### [WHAT YOU HAVE TO DO]
Transcribe, word for word, every record in the data below.

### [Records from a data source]

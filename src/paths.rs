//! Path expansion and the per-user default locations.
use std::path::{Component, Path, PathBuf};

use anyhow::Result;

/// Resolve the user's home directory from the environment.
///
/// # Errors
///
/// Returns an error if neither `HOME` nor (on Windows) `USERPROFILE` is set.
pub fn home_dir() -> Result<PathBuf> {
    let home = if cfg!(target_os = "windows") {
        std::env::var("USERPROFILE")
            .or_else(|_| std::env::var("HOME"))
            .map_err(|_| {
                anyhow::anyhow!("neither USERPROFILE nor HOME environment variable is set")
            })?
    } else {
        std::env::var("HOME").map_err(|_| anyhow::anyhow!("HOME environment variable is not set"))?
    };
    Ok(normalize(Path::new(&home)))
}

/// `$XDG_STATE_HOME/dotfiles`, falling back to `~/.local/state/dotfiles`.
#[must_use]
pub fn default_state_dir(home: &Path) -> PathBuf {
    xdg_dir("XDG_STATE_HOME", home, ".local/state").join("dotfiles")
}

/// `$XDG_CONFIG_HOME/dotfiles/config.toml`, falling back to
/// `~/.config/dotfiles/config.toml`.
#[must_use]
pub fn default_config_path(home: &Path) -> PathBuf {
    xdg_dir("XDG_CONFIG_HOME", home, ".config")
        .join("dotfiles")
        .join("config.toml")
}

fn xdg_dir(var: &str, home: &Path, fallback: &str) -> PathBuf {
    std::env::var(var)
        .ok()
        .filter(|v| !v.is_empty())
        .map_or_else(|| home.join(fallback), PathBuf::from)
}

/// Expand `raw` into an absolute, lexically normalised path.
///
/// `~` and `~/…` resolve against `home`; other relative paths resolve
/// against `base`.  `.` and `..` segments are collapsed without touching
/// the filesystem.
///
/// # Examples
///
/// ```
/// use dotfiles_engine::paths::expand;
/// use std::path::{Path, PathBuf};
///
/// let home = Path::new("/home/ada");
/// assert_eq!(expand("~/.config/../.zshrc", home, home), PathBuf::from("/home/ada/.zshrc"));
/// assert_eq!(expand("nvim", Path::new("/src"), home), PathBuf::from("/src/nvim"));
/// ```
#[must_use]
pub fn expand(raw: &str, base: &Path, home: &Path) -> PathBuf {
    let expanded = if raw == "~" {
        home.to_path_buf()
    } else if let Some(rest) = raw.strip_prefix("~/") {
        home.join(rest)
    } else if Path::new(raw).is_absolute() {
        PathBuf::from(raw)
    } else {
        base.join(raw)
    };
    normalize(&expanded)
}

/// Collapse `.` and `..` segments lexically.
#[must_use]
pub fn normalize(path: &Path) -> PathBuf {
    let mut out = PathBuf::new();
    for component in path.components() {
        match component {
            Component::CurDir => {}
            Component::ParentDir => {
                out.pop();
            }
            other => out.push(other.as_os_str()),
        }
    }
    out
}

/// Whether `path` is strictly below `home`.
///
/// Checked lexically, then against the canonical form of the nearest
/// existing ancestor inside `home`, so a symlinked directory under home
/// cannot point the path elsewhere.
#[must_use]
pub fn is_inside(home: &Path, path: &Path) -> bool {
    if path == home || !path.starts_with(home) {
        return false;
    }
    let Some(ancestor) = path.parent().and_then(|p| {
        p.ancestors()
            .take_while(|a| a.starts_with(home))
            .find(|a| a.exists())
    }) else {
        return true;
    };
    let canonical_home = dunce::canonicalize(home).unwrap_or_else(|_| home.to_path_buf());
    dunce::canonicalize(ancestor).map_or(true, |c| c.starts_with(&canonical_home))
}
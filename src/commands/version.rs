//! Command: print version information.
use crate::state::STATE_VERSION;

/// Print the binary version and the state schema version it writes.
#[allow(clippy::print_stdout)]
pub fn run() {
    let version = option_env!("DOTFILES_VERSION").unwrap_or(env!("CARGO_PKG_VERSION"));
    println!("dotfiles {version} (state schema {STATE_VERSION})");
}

### [WRITTEN ANSWER]
filename src/paths.rs
//! Path expansion and the per-user default locations.
use std::path::{Component, Path, PathBuf};

use anyhow::Result;

/// Resolve the user's home directory from the environment.
///
/// # Errors
///
/// Returns an error if neither `HOME` nor (on Windows) `USERPROFILE` is set.
pub fn home_dir() -> Result<PathBuf> {
    let home = if cfg!(target_os = "windows") {
        std::env::var("USERPROFILE")
            .or_else(|_| std::env::var("HOME"))
            .map_err(|_| {
                anyhow::anyhow!("neither USERPROFILE nor HOME environment variable is set")
            })?
    } else {
        std::env::var("HOME").map_err(|_| anyhow::anyhow!("HOME environment variable is not set"))?
    };
    Ok(normalize(Path::new(&home)))
}

/// `$XDG_STATE_HOME/dotfiles`, falling back to `~/.local/state/dotfiles`.
#[must_use]
pub fn default_state_dir(home: &Path) -> PathBuf {
    xdg_dir("XDG_STATE_HOME", home, ".local/state").join("dotfiles")
}

/// `$XDG_CONFIG_HOME/dotfiles/config.toml`, falling back to
/// `~/.config/dotfiles/config.toml`.
#[must_use]
pub fn default_config_path(home: &Path) -> PathBuf {
    xdg_dir("XDG_CONFIG_HOME", home, ".config")
        .join("dotfiles")
        .join("config.toml")
}

fn xdg_dir(var: &str, home: &Path, fallback: &str) -> PathBuf {
    std::env::var(var)
        .ok()
        .filter(|v| !v.is_empty())
        .map_or_else(|| home.join(fallback), PathBuf::from)
}

/// Expand `raw` into an absolute, lexically normalised path.
///
/// `~` and `~/…` resolve against `home`; other relative paths resolve
/// against `base`.  `.` and `..` segments are collapsed without touching
/// the filesystem.
///
/// # Examples
///
/// ```
/// use dotfiles_engine::paths::expand;
/// use std::path::{Path, PathBuf};
///
/// let home = Path::new("/home/ada");
/// assert_eq!(expand("~/.config/../.zshrc", home, home), PathBuf::from("/home/ada/.zshrc"));
/// assert_eq!(expand("nvim", Path::new("/src"), home), PathBuf::from("/src/nvim"));
/// ```
#[must_use]
pub fn expand(raw: &str, base: &Path, home: &Path) -> PathBuf {
    let expanded = if raw == "~" {
        home.to_path_buf()
    } else if let Some(rest) = raw.strip_prefix("~/") {
        home.join(rest)
    } else if Path::new(raw).is_absolute() {
        PathBuf::from(raw)
    } else {
        base.join(raw)
    };
    normalize(&expanded)
}

/// Collapse `.` and `..` segments lexically.
#[must_use]
pub fn normalize(path: &Path) -> PathBuf {
    let mut out = PathBuf::new();
    for component in path.components() {
        match component {
            Component::CurDir => {}
            Component::ParentDir => {
                out.pop();
            }
            other => out.push(other.as_os_str()),
        }
    }
    out
}

/// Whether `path` is strictly below `home`.
///
/// Checked lexically, then against the canonical form of the nearest
/// existing ancestor inside `home`, so a symlinked directory under home
/// cannot point the path elsewhere.
#[must_use]
pub fn is_inside(home: &Path, path: &Path) -> bool {
    if path == home || !path.starts_with(home) {
        return false;
    }
    let Some(ancestor) = path.parent().and_then(|p| {
        p.ancestors()
            .take_while(|a| a.starts_with(home))
            .find(|a| a.exists())
    }) else {
        return true;
    };
    let canonical_home = dunce::canonicalize(home).unwrap_or_else(|_| home.to_path_buf());
    dunce::canonicalize(ancestor).map_or(true, |c| c.starts_with(&canonical_home))
}
filename src/commands/version.rs
//! Command: print version information.
use crate::state::STATE_VERSION;

/// Print the binary version and the state schema version it writes.
#[allow(clippy::print_stdout)]
pub fn run() {
    let version = option_env!("DOTFILES_VERSION").unwrap_or(env!("CARGO_PKG_VERSION"));
    println!("dotfiles {version} (state schema {STATE_VERSION})");
}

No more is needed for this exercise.